We’re dealing with air pollution, water pollution, ground pollution… but a lesser known issue is space pollution. Even though we’ve only started exploring outer space for decades, we’ve put out a staggering amount of stuff in orbit. As of 2009 about 19,000 pieces of debris larger than 5 cm (2 in) are tracked, with 300,000 pieces larger than 1 cm estimated to exist. Most junk sources are shuttle components, lost equipment, boosters or anti-satellite weapons put up by the US and Soviet Union during the 1960s and 1970s. Although most of these pieces orbit at a different distance from Earth than the ISS, many of them still have the potential to pose threats.
Up until now, the ISS had no other option than to try to change its trajectory to avoid space junk, but now, Japanese researchers believe they have found the solution to that problem. They developed a laser system that can vaporize bits of debris way before they can harm the ISS. The entire system was actually created to monitor the atmosphere for ultraviolet emissions from cosmic rays, but it could double as a precision space junk tracking system. In other words, you have the tracking system, and all you need is a space laser – an instrument that focuses intense beams of energy onto very specific targets, vaporizing them, or if the junk is hard metal, changing their trajectory so they aren’t dangerous anymore.
“We realized,” says Toshikazu Ebisuzaki, who led the effort, “that we could put it to another use. During twilight, thanks to EUSO’s wide field of view and powerful optics, we could adapt it to the new mission of detecting high-velocity debris in orbit near the ISS.”

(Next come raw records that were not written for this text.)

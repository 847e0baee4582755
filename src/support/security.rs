//! OCPP 1.6 security-whitepaper message types
//!
//! The security extension (Improved Security for OCPP 1.6-J, edition 2) is
//! NOT part of the base OCPP 1.6 schema set, and rust-ocpp `v1_6` does not
//! include it. The message and enum types are defined locally with serde,
//! mirroring the whitepaper JSON schemas.

use chrono::{DateTime, Utc};
use serde::{Deserialize, Serialize};

// ── Shared datatypes ───────────────────────────────────────────

#[derive(Debug, Clone, Copy, PartialEq, Eq, Serialize, Deserialize)]
pub enum HashAlgorithm {
    SHA256,
    SHA384,
    SHA512,
}

/// Identifies an installed certificate by digest of its issuer and serial.
#[derive(Debug, Clone, PartialEq, Eq, Serialize, Deserialize)]
#[serde(rename_all = "camelCase")]
pub struct CertificateHashData {
    pub hash_algorithm: HashAlgorithm,
    pub issuer_name_hash: String,
    pub issuer_key_hash: String,
    pub serial_number: String,
}

#[derive(Debug, Clone, Copy, PartialEq, Eq, Serialize, Deserialize)]
pub enum CertificateUse {
    CentralSystemRootCertificate,
    ManufacturerRootCertificate,
}

#[derive(Debug, Clone, Copy, PartialEq, Eq, Serialize, Deserialize)]
pub enum GenericStatus {
    Accepted,
    Rejected,
}

// ── CertificateSigned ──────────────────────────────────────────

#[derive(Debug, Clone, Serialize, Deserialize)]
#[serde(rename_all = "camelCase")]
pub struct CertificateSignedRequest {
    pub certificate_chain: String,
}

#[derive(Debug, Clone, Copy, PartialEq, Eq, Serialize, Deserialize)]
pub enum CertificateSignedStatus {
    Accepted,
    Rejected,
}

#[derive(Debug, Clone, Serialize, Deserialize)]
pub struct CertificateSignedResponse {
    pub status: CertificateSignedStatus,
}

// ── DeleteCertificate ──────────────────────────────────────────

#[derive(Debug, Clone, Serialize, Deserialize)]
#[serde(rename_all = "camelCase")]
pub struct DeleteCertificateRequest {
    pub certificate_hash_data: CertificateHashData,
}

#[derive(Debug, Clone, Copy, PartialEq, Eq, Serialize, Deserialize)]
pub enum DeleteCertificateStatus {
    Accepted,
    Failed,
    NotFound,
}

#[derive(Debug, Clone, Serialize, Deserialize)]
pub struct DeleteCertificateResponse {
    pub status: DeleteCertificateStatus,
}

// ── ExtendedTriggerMessage ─────────────────────────────────────

#[derive(Debug, Clone, Copy, PartialEq, Eq, Serialize, Deserialize)]
pub enum MessageTriggerExt {
    BootNotification,
    LogStatusNotification,
    FirmwareStatusNotification,
    Heartbeat,
    MeterValues,
    SignChargePointCertificate,
    StatusNotification,
}

#[derive(Debug, Clone, Serialize, Deserialize)]
#[serde(rename_all = "camelCase")]
pub struct ExtendedTriggerMessageRequest {
    pub requested_message: MessageTriggerExt,
    #[serde(skip_serializing_if = "Option::is_none")]
    pub connector_id: Option<u32>,
}

#[derive(Debug, Clone, Copy, PartialEq, Eq, Serialize, Deserialize)]
pub enum TriggerMessageStatusExt {
    Accepted,
    Rejected,
    NotImplemented,
}

#[derive(Debug, Clone, Serialize, Deserialize)]
pub struct ExtendedTriggerMessageResponse {
    pub status: TriggerMessageStatusExt,
}

// ── GetInstalledCertificateIds ─────────────────────────────────

#[derive(Debug, Clone, Serialize, Deserialize)]
#[serde(rename_all = "camelCase")]
pub struct GetInstalledCertificateIdsRequest {
    pub certificate_type: CertificateUse,
}

#[derive(Debug, Clone, Copy, PartialEq, Eq, Serialize, Deserialize)]
pub enum GetInstalledCertificateStatus {
    Accepted,
    NotFound,
}

#[derive(Debug, Clone, Serialize, Deserialize)]
#[serde(rename_all = "camelCase")]
pub struct GetInstalledCertificateIdsResponse {
    pub status: GetInstalledCertificateStatus,
    #[serde(skip_serializing_if = "Option::is_none")]
    pub certificate_hash_data: Option<Vec<CertificateHashData>>,
}

// ── GetLog ─────────────────────────────────────────────────────

#[derive(Debug, Clone, Copy, PartialEq, Eq, Serialize, Deserialize)]
pub enum LogType {
    DiagnosticsLog,
    SecurityLog,
}

#[derive(Debug, Clone, Serialize, Deserialize)]
#[serde(rename_all = "camelCase")]
pub struct LogParameters {
    pub remote_location: String,
    #[serde(skip_serializing_if = "Option::is_none")]
    pub oldest_timestamp: Option<DateTime<Utc>>,
    #[serde(skip_serializing_if = "Option::is_none")]
    pub latest_timestamp: Option<DateTime<Utc>>,
}

#[derive(Debug, Clone, Serialize, Deserialize)]
#[serde(rename_all = "camelCase")]
pub struct GetLogRequest {
    pub log: LogParameters,
    pub log_type: LogType,
    pub request_id: i32,
    #[serde(skip_serializing_if = "Option::is_none")]
    pub retries: Option<i32>,
    #[serde(skip_serializing_if = "Option::is_none")]
    pub retry_interval: Option<i32>,
}

#[derive(Debug, Clone, Copy, PartialEq, Eq, Serialize, Deserialize)]
pub enum LogStatus {
    Accepted,
    Rejected,
    AcceptedCanceled,
}

#[derive(Debug, Clone, Serialize, Deserialize)]
#[serde(rename_all = "camelCase")]
pub struct GetLogResponse {
    pub status: LogStatus,
    #[serde(skip_serializing_if = "Option::is_none")]
    pub filename: Option<String>,
}

// ── InstallCertificate ─────────────────────────────────────────

#[derive(Debug, Clone, Serialize, Deserialize)]
#[serde(rename_all = "camelCase")]
pub struct InstallCertificateRequest {
    pub certificate_type: CertificateUse,
    pub certificate: String,
}

#[derive(Debug, Clone, Copy, PartialEq, Eq, Serialize, Deserialize)]
pub enum InstallCertificateStatus {
    Accepted,
    Failed,
    Rejected,
}

#[derive(Debug, Clone, Serialize, Deserialize)]
pub struct InstallCertificateResponse {
    pub status: InstallCertificateStatus,
}

// ── LogStatusNotification ──────────────────────────────────────

#[derive(Debug, Clone, Copy, PartialEq, Eq, Serialize, Deserialize)]
pub enum UploadLogStatus {
    BadMessage,
    Idle,
    NotSupportedOperation,
    PermissionDenied,
    Uploaded,
    UploadFailure,
    Uploading,
}

#[derive(Debug, Clone, Serialize, Deserialize)]
#[serde(rename_all = "camelCase")]
pub struct LogStatusNotificationRequest {
    pub status: UploadLogStatus,
    #[serde(skip_serializing_if = "Option::is_none")]
    pub request_id: Option<i32>,
}

// ── SecurityEventNotification ──────────────────────────────────

/// Typed reasons for `SecurityEventNotification`.
#[derive(Debug, Clone, Copy, PartialEq, Eq, Serialize, Deserialize)]
pub enum SecurityEvent {
    FirmwareUpdated,
    FailedToAuthenticateAtCentralSystem,
    CentralSystemFailedToAuthenticate,
    SettingSystemTime,
    StartupOfTheDevice,
    ResetOrReboot,
    SecurityLogWasCleared,
    ReconfigurationOfSecurityParameters,
    MemoryExhaustion,
    InvalidMessages,
    AttemptedReplayAttacks,
    TamperDetectionActivated,
    InvalidFirmwareSignature,
    InvalidFirmwareSigningCertificate,
    InvalidCentralSystemCertificate,
    InvalidChargePointCertificate,
    InvalidTLSVersion,
    InvalidTLSCipherSuite,
}

impl SecurityEvent {
    pub fn as_str(&self) -> &'static str {
        match self {
            Self::FirmwareUpdated => "FirmwareUpdated",
            Self::FailedToAuthenticateAtCentralSystem => "FailedToAuthenticateAtCentralSystem",
            Self::CentralSystemFailedToAuthenticate => "CentralSystemFailedToAuthenticate",
            Self::SettingSystemTime => "SettingSystemTime",
            Self::StartupOfTheDevice => "StartupOfTheDevice",
            Self::ResetOrReboot => "ResetOrReboot",
            Self::SecurityLogWasCleared => "SecurityLogWasCleared",
            Self::ReconfigurationOfSecurityParameters => "ReconfigurationOfSecurityParameters",
            Self::MemoryExhaustion => "MemoryExhaustion",
            Self::InvalidMessages => "InvalidMessages",
            Self::AttemptedReplayAttacks => "AttemptedReplayAttacks",
            Self::TamperDetectionActivated => "TamperDetectionActivated",
            Self::InvalidFirmwareSignature => "InvalidFirmwareSignature",
            Self::InvalidFirmwareSigningCertificate => "InvalidFirmwareSigningCertificate",
            Self::InvalidCentralSystemCertificate => "InvalidCentralSystemCertificate",
            Self::InvalidChargePointCertificate => "InvalidChargePointCertificate",
            Self::InvalidTLSVersion => "InvalidTLSVersion",
            Self::InvalidTLSCipherSuite => "InvalidTLSCipherSuite",
        }
    }
}

#[derive(Debug, Clone, Serialize, Deserialize)]
#[serde(rename_all = "camelCase")]
pub struct SecurityEventNotificationRequest {
    #[serde(rename = "type")]
    pub event_type: String,
    pub timestamp: DateTime<Utc>,
    #[serde(skip_serializing_if = "Option::is_none")]
    pub tech_info: Option<String>,
}

// ── SignCertificate ────────────────────────────────────────────

#[derive(Debug, Clone, Serialize, Deserialize)]
pub struct SignCertificateRequest {
    pub csr: String,
}

#[derive(Debug, Clone, Serialize, Deserialize)]
pub struct SignCertificateResponse {
    pub status: GenericStatus,
}

// ── SignedFirmwareStatusNotification / SignedUpdateFirmware ────

#[derive(Debug, Clone, Copy, PartialEq, Eq, Serialize, Deserialize)]
pub enum SignedFirmwareStatus {
    Downloaded,
    DownloadFailed,
    Downloading,
    DownloadScheduled,
    DownloadPaused,
    Idle,
    InstallationFailed,
    Installing,
    Installed,
    InstallRebooting,
    InstallScheduled,
    InstallVerificationFailed,
    InvalidSignature,
    SignatureVerified,
}

#[derive(Debug, Clone, Serialize, Deserialize)]
#[serde(rename_all = "camelCase")]
pub struct SignedFirmwareStatusNotificationRequest {
    pub status: SignedFirmwareStatus,
    #[serde(skip_serializing_if = "Option::is_none")]
    pub request_id: Option<i32>,
}

#[derive(Debug, Clone, Serialize, Deserialize)]
#[serde(rename_all = "camelCase")]
pub struct Firmware {
    pub location: String,
    pub retrieve_date_time: DateTime<Utc>,
    #[serde(skip_serializing_if = "Option::is_none")]
    pub install_date_time: Option<DateTime<Utc>>,
    pub signing_certificate: String,
    pub signature: String,
}

#[derive(Debug, Clone, Serialize, Deserialize)]
#[serde(rename_all = "camelCase")]
pub struct SignedUpdateFirmwareRequest {
    pub request_id: i32,
    #[serde(skip_serializing_if = "Option::is_none")]
    pub retries: Option<i32>,
    #[serde(skip_serializing_if = "Option::is_none")]
    pub retry_interval: Option<i32>,
    pub firmware: Firmware,
}

#[derive(Debug, Clone, Copy, PartialEq, Eq, Serialize, Deserialize)]
pub enum UpdateFirmwareStatus {
    Accepted,
    Rejected,
    AcceptedCanceled,
    InvalidCertificate,
    RevokedCertificate,
}

#[derive(Debug, Clone, Serialize, Deserialize)]
pub struct SignedUpdateFirmwareResponse {
    pub status: UpdateFirmwareStatus,
}

#[cfg(test)]
mod tests {
    use super::*;

    #[test]
    fn get_log_request_wire_format() {
        let text = r#"{"log":{"remoteLocation":"ftp://cs.example/logs"},"logType":"SecurityLog","requestId":7,"retries":2}"#;
        let req: GetLogRequest = serde_json::from_str(text).unwrap();
        assert_eq!(req.request_id, 7);
        assert_eq!(req.log_type, LogType::SecurityLog);
        assert_eq!(req.log.remote_location, "ftp://cs.example/logs");
        assert!(req.retry_interval.is_none());
    }

    #[test]
    fn security_event_serializes_type_field() {
        let req = SecurityEventNotificationRequest {
            event_type: SecurityEvent::InvalidCentralSystemCertificate.as_str().to_string(),
            timestamp: Utc::now(),
            tech_info: None,
        };
        let json = serde_json::to_value(&req).unwrap();
        assert_eq!(json["type"], "InvalidCentralSystemCertificate");
        assert!(json.get("techInfo").is_none());
    }

    #[test]
    fn signed_update_firmware_roundtrip() {
        let text = r#"{"requestId":3,"firmware":{"location":"https://fw.example/1.2.3.bin","retrieveDateTime":"2024-03-01T00:00:00Z","signingCertificate":"-----BEGIN CERTIFICATE-----","signature":"c2ln"}}"#;
        let req: SignedUpdateFirmwareRequest = serde_json::from_str(text).unwrap();
        assert_eq!(req.request_id, 3);
        assert!(req.firmware.install_date_time.is_none());
    }
}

The laser could zap targets from 60 miles away (100 km), and it could be installed as soon as 2017. Meanwhile the European Space Agency is testing fishing-style nets to catch larger pieces of space junk which can’t be handled otherwise.
“We may finally have a way to stop the headache of rapidly growing space debris that endangers space activities. We believe that this dedicated system could remove most of the centimeter-sized debris within five years of operation,” says Ebisuzaki.